The Hotel Victory was built on South Bass Island near Put in Bay, Ohio, by James K. Tillotson and a group of investors opening in 1892. It was once one of the largest hotels in the United States but it was destroyed by fire in August 1919.

== Description ==
The Hotel Victory consisted of one main building, another building with dining rooms and servant quarters, as well as a Natatorium. It was designed by E.O. Fallis and the Feick Construction Company of Sandusky built the frame and structure, laying the cornerstone in September 1889.

The main building was in the shape of a rectangle frame that was 600 feet wide by 300 feet deep and three stories high. The frame surrounded an inner courtyard that measured 200 square feet. This main building housed the 625 guest rooms, 80 of which were suites with a bath.

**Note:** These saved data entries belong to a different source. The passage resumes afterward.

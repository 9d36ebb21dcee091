//! Box: a container holding at most one value

use gink_core::proto::ChangeBuilder;
use gink_core::{Behavior, Bundler, EntryKey, Muid, Result};

use super::{container_facade, decode_contents, entry_in, Container, Contents};
use crate::clock::GenericTimestamp;

container_facade!(
    /// Holds a single value or container reference; each set replaces the last.
    BoxContainer,
    Behavior::Box
);

impl BoxContainer {
    /// Put `contents` in the box.
    pub fn set(&self, contents: impl Into<Contents>, bundler: Option<&mut Bundler>) -> Result<Muid> {
        let mut entry = entry_in(self.muid, Behavior::Box);
        contents.into().fill(&mut entry);
        self.db.write_change(bundler, ChangeBuilder::entry(entry))
    }

    /// What the box held as of a time.
    pub fn get(&self, as_of: impl Into<GenericTimestamp>) -> Result<Option<Contents>> {
        let as_of = self.db.resolve_timestamp(as_of)?;
        self.db
            .store()
            .get_entry_by_key(self.muid(), &EntryKey::Unkeyed, as_of)?
            .as_ref()
            .map(decode_contents)
            .transpose()
            .map(Option::flatten)
    }

    /// 1 when the box holds something, else 0.
    pub fn size(&self, as_of: impl Into<GenericTimestamp>) -> Result<usize> {
        Ok(usize::from(self.get(as_of)?.is_some()))
    }

    /// True when the box holds nothing.
    pub fn is_empty(&self, as_of: impl Into<GenericTimestamp>) -> Result<bool> {
        Ok(self.get(as_of)?.is_none())
    }
}
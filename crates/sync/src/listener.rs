//! Passive endpoint accepting peer connections.

use std::io::ErrorKind;
use std::net::{SocketAddr, TcpListener, TcpStream};

use tracing::{info, warn};

use gink_core::Result;

use crate::looping::{fileno_of, FileNo};
use crate::transport::{prepare_socket, Transport};

/// Default port peers listen on.
pub const DEFAULT_PORT: u16 = 8080;

/// A bound, non-blocking listening socket.
pub struct Listener {
    socket: TcpListener,
    #[cfg(feature = "tls")]
    tls: Option<std::sync::Arc<rustls::ServerConfig>>,
    accepted: Vec<(TcpStream, SocketAddr)>,
}

impl std::fmt::Debug for Listener {
    fn fmt(&self, f: &mut std::fmt::Formatter<'_>) -> std::fmt::Result {
        f.debug_struct("Listener")
            .field("local_addr", &self.socket.local_addr().ok())
            .finish()
    }
}

impl Listener {
    /// Bind to `addr:port`; port 0 picks a free port.
    pub fn bind(addr: &str, port: u16) -> Result<Self> {
        let addr = if addr.is_empty() { "0.0.0.0" } else { addr };
        let socket = TcpListener::bind((addr, port))?;
        socket.set_nonblocking(true)?;
        info!(addr = %socket.local_addr()?, "listening");
        Ok(Listener {
            socket,
            #[cfg(feature = "tls")]
            tls: None,
            accepted: Vec::new(),
        })
    }

    /// Wrap every accepted connection in TLS.
    #[cfg(feature = "tls")]
    pub fn with_tls(mut self, config: std::sync::Arc<rustls::ServerConfig>) -> Self {
        self.tls = Some(config);
        self
    }

    /// Bound address.
    pub fn local_addr(&self) -> Result<SocketAddr> {
        Ok(self.socket.local_addr()?)
    }

    /// File number of the listening socket.
    pub fn fileno(&self) -> FileNo {
        fileno_of(&self.socket)
    }

    /// Accept pending connections without blocking; true if any arrived.
    pub fn poll_ready(&mut self) -> bool {
        loop {
            match self.socket.accept() {
                Ok(pair) => self.accepted.push(pair),
                Err(e) if e.kind() == ErrorKind::WouldBlock => break,
                Err(e) if e.kind() == ErrorKind::Interrupted => continue,
                Err(e) => {
                    warn!(error = %e, "accept failed");
                    break;
                }
            }
        }
        !self.accepted.is_empty()
    }

    /// Connections accepted since the last call, ready for use.
    ///
    /// Sockets that cannot be prepared are dropped with a warning.
    pub fn take_accepted(&mut self) -> Vec<(Transport, SocketAddr)> {
        let mut ready = Vec::new();
        for (stream, addr) in std::mem::take(&mut self.accepted) {
            if let Err(e) = prepare_socket(&stream) {
                warn!(%addr, error = %e, "dropping accepted connection");
                continue;
            }
            match self.wrap(stream) {
                Ok(transport) => ready.push((transport, addr)),
                Err(e) => warn!(%addr, error = %e, "rejecting connection"),
            }
        }
        ready
    }

    #[cfg(feature = "tls")]
    fn wrap(&self, stream: TcpStream) -> Result<Transport> {
        match &self.tls {
            Some(config) => crate::tls::accept(config, stream),
            None => Ok(Transport::Plain(stream)),
        }
    }

    #[cfg(not(feature = "tls"))]
    fn wrap(&self, stream: TcpStream) -> Result<Transport> {
        Ok(Transport::Plain(stream))
    }
}

#[cfg(test)]
mod tests {
    use super::*;
    use std::time::{Duration, Instant};

    #[test]
    fn test_accepts_without_blocking() {
        let mut listener = Listener::bind("127.0.0.1", 0).unwrap();
        assert!(!listener.poll_ready());
        let addr = listener.local_addr().unwrap();
        let _client = TcpStream::connect(addr).unwrap();
        let deadline = Instant::now() + Duration::from_secs(2);
        while !listener.poll_ready() && Instant::now() < deadline {
            std::thread::sleep(Duration::from_millis(5));
        }
        let accepted = listener.take_accepted();
        assert_eq!(accepted.len(), 1);
        assert!(!accepted[0].0.is_secure());
        assert!(listener.take_accepted().is_empty());
    }
}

Other features of the main building included three elevators, bell boy stations on every floor, steam heating, and incandescent lights.

Connected to the main building by a grand lobby was the building that housed the main dining hall, the ordinary dining hall, the kitchen, and the servant quarters. The main dining hall was 155 feet long, 85 feet wide, and 52 feet high. The ordinary dining hall was 100 feet long and 50 feet wide. Together, the main and ordinary dining halls could serve up to 1,200 guests at a time. It was the largest summer resort hotel in the world and averaged 1,000 guests a day in 1899. It had about 250 staff, most of whom were Black.

The Natatorium, or swimming pool, was added to the hotel in preparation for the season on 1898. It was located in front of the hotel. The pool itself had a cement bottom and sides as well as a full canopy.

Two of its managers were T. W. McCreary and Frank T. Peterson.

== 1919 fire ==

On August 14, 1919, a fire began in the hotel, possibly due to a faulty light wire. The flames originated in a cupola and quickly spread to the entire third floor. People in the hotel were notified by a phone call coming from outside of the building. There were 50 guests in the hotel at the time and all escaped uninjured. The fire could be seen from the lower end of the Detroit River. The Fire department had no hope of stopping the blaze and worked to keep it from spreading to other buildings. As the structure burned, thieves took to removing the furniture, furnishings, and guest's personal belongings. The loss was estimated at $450–500,000.

=== Ruins ===
Today, only the ruins of The Hotel Victory remain. The Natatorium, can still be viewed from up on the hill where the hotel once stood in the camping grounds of the state park. The site of the bronze statue "Winged Victory" remains intact. However, the actual statue was removed from the island and used for scrap metal.